═══ Data

//! Follow-up orchestration: asking the requester for what the pipeline
//! could not determine, reminding them, and flagging silence.
//!
//! Arming a follow-up is mail-then-CAS: the outbound message goes first,
//! then the durable descriptor lands on the ticket. A crash between the two
//! re-sends the question on replay rather than losing it. The periodic
//! sweep escalates quiet tickets: reminders up to the configured budget,
//! then `Stalled` plus an operator notification. A ticket is never parked
//! silently.

use std::sync::Arc;
use std::time::Duration;

use chrono::{DateTime, Utc};
use tracing::{error, info, warn};

use crate::config::PipelineConfig;
use crate::error::{MailError, PipelineError};
use crate::mail::MailSender;
use crate::pipeline::update_with_cas;
use crate::store::{TicketFilter, TicketStore};
use crate::ticket::{FollowUpKind, PendingFollowUp, Status, Ticket};

/// Outcome counts of one sweep pass.
#[derive(Debug, Default, PartialEq, Eq)]
pub struct SweepStats {
    pub reminders: u32,
    pub stalled: u32,
}

/// Sends follow-up questions and watches for silence.
pub struct FollowUpOrchestrator {
    store: Arc<dyn TicketStore>,
    mail: Arc<dyn MailSender>,
    config: PipelineConfig,
}

impl FollowUpOrchestrator {
    pub fn new(
        store: Arc<dyn TicketStore>,
        mail: Arc<dyn MailSender>,
        config: PipelineConfig,
    ) -> Self {
        Self { store, mail, config }
    }

    /// Ask for `kind` on a ticket and suspend it in `AwaitingResponse`.
    ///
    /// Requester kinds go to the thread's first sender; operator
    /// escalations go to the operator address. Either way the ticket stays
    /// resumable and under the sweep's watch.
    pub async fn request(
        &self,
        ticket: &Ticket,
        kind: FollowUpKind,
        note: Option<String>,
    ) -> Result<Ticket, PipelineError> {
        let to = if kind == FollowUpKind::Operator {
            self.config.operator_address.clone()
        } else {
            ticket
                .requester()
                .ok_or_else(|| MailError::InvalidMessage("ticket has no requester".into()))?
                .to_string()
        };

        let (subject, body) = compose(ticket, kind, note.as_deref());
        let message_id = self.mail.send(&to, &subject, &body).await?;
        info!(ticket_id = %ticket.id, %kind, to, "Follow-up sent");

        let requested_at = Utc::now();
        let written = update_with_cas(&self.store, &ticket.id, self.config.cas_max_retries, |t| {
            t.pending_followup = Some(PendingFollowUp {
                kind,
                requested_at,
                expected_stage: t.stage,
                reminders_sent: 0,
                note: note.clone(),
                last_message_id: Some(message_id.clone()),
            });
            t.status = Status::AwaitingResponse;
            t.updated_at = requested_at;
        })
        .await?;
        Ok(written)
    }

    /// One pass over suspended tickets: remind the quiet ones, stall the
    /// exhausted ones. `now` is a parameter so tests can move the clock.
    pub async fn sweep(&self, now: DateTime<Utc>) -> Result<SweepStats, PipelineError> {
        let awaiting = self
            .store
            .list(&TicketFilter {
                status: Some(Status::AwaitingResponse),
                ..Default::default()
            })
            .await?;

        let mut stats = SweepStats::default();
        for ticket in awaiting {
            let Some(pending) = ticket.pending_followup.clone() else {
                warn!(ticket_id = %ticket.id, "Awaiting ticket without follow-up descriptor");
                continue;
            };

            // Next action is due one reminder interval after the last send.
            let interval = chrono::Duration::from_std(self.config.reminder_after)
                .unwrap_or_else(|_| chrono::Duration::days(365));
            let due = pending.requested_at
                + interval * i32::try_from(pending.reminders_sent + 1).unwrap_or(i32::MAX);
            if now < due {
                continue;
            }

            if pending.reminders_sent >= self.config.max_reminders {
                if self.stall(&ticket, &pending).await? {
                    stats.stalled += 1;
                }
            } else {
                self.remind(&ticket, &pending).await?;
                stats.reminders += 1;
            }
        }
        Ok(stats)
    }

    async fn remind(&self, ticket: &Ticket, pending: &PendingFollowUp) -> Result<(), PipelineError> {
        let to = if pending.kind == FollowUpKind::Operator {
            Some(self.config.operator_address.clone())
        } else {
            ticket.requester().map(str::to_string)
        };
        let Some(to) = to else {
            return Ok(());
        };
        let (subject, body) = compose_reminder(ticket, pending);
        let message_id = self.mail.send(&to, &subject, &body).await?;
        info!(ticket_id = %ticket.id, reminders = pending.reminders_sent + 1, "Reminder sent");

        update_with_cas(&self.store, &ticket.id, self.config.cas_max_retries, |t| {
            if let Some(p) = t.pending_followup.as_mut() {
                p.reminders_sent += 1;
                p.last_message_id = Some(message_id.clone());
            }
        })
        .await?;
        Ok(())
    }

    /// Returns `false` when a reply won the race and the ticket resumed
    /// between the sweep's listing and this write.
    async fn stall(&self, ticket: &Ticket, pending: &PendingFollowUp) -> Result<bool, PipelineError> {
        let written = update_with_cas(&self.store, &ticket.id, self.config.cas_max_retries, |t| {
            // Only stall while the same follow-up is still armed.
            if t.pending_followup.as_ref() == Some(pending) {
                t.status = Status::Stalled;
            }
        })
        .await?;
        if written.status != Status::Stalled {
            info!(ticket_id = %ticket.id, "Reply arrived mid-sweep, leaving ticket active");
            return Ok(false);
        }

        warn!(
            ticket_id = %ticket.id,
            kind = %pending.kind,
            reminders = pending.reminders_sent,
            "Follow-up exhausted, stalling ticket"
        );

        // Stalled is visible, not silent: tell the operators.
        let subject = format!("[{}] Requester unresponsive", ticket.id);
        let body = format!(
            "Ticket {} has been waiting on a {} follow-up with no reply after {} reminder(s).\n\
             It is now marked stalled. A late reply will still resume it.",
            ticket.id,
            pending.kind,
            pending.reminders_sent,
        );
        self.mail
            .send(&self.config.operator_address, &subject, &body)
            .await?;
        Ok(true)
    }

    /// Spawn the periodic sweep loop. Errors are logged, never fatal.
    pub fn spawn_sweep_task(self: Arc<Self>, interval: Duration) -> tokio::task::JoinHandle<()> {
        tokio::spawn(async move {
            let mut tick = tokio::time::interval(interval);
            tick.set_missed_tick_behavior(tokio::time::MissedTickBehavior::Skip);
            loop {
                tick.tick().await;
                match self.sweep(Utc::now()).await {
                    Ok(stats) if stats.reminders + stats.stalled > 0 => {
                        info!(reminders = stats.reminders, stalled = stats.stalled, "Sweep pass done");
                    }
                    Ok(_) => {}
                    Err(e) => error!(error = %e, "Follow-up sweep failed"),
                }
            }
        })
    }
}

// ── Message composition ─────────────────────────────────────────────

fn compose(ticket: &Ticket, kind: FollowUpKind, note: Option<&str>) -> (String, String) {
    let subject = format!("[{}] We need a little more information", ticket.id);
    let body = match kind {
        FollowUpKind::Fields => format!(
            "Hello,\n\n\
             Thank you for contacting IT support. To move your request forward we \
             still need the following from you:\n\n{}\n\n\
             Simply reply to this email; your answer will be attached to ticket {}.",
            note.unwrap_or("- some required details are missing"),
            ticket.id,
        ),
        FollowUpKind::Subcategory => format!(
            "Hello,\n\n\
             We could not determine precisely which service your request concerns. \
             Could you describe the problem in a little more detail (what is failing, \
             since when, which application or equipment)?\n\n\
             Reply to this email to update ticket {}.",
            ticket.id,
        ),
        FollowUpKind::SubcategoryConfirmation => format!(
            "Hello,\n\n\
             We understood your request as: {}.\n\
             Please reply to confirm, or correct us if that is wrong.\n\n\
             Your reply will be attached to ticket {}.",
            note.unwrap_or("(unclassified)"),
            ticket.id,
        ),
        FollowUpKind::Priority => format!(
            "Hello,\n\n\
             To assign the right priority to your request we need to know:\n\n{}\n\n\
             Reply to this email to update ticket {}.",
            note.unwrap_or("- the impact of the problem"),
            ticket.id,
        ),
        FollowUpKind::Operator => format!(
            "Automatic processing of ticket {} failed permanently and needs a human.\n\n\
             Thread: {}\nStage: {}\nDetail: {}",
            ticket.id,
            ticket.thread_id,
            ticket.stage,
            note.unwrap_or("(none)"),
        ),
    };
    (subject, body)
}

fn compose_reminder(ticket: &Ticket, pending: &PendingFollowUp) -> (String, String) {
    let subject = format!("[{}] Reminder: we are waiting for your reply", ticket.id);
    let body = format!(
        "Hello,\n\n\
         We are still waiting for the information requested on {} to continue \
         processing ticket {}.\n\n{}\n\n\
         Simply reply to this email.",
        pending.requested_at.format("%Y-%m-%d"),
        ticket.id,
        pending.note.as_deref().unwrap_or(""),
    );
    (subject, body.trim_end().to_string())
}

══════

Task to carry out: Return all lines of the material above in which the word "little" occurs.

Response to this task:
    let subject = format!("[{}] We need a little more information", ticket.id);
             Could you describe the problem in a little more detail (what is failing, \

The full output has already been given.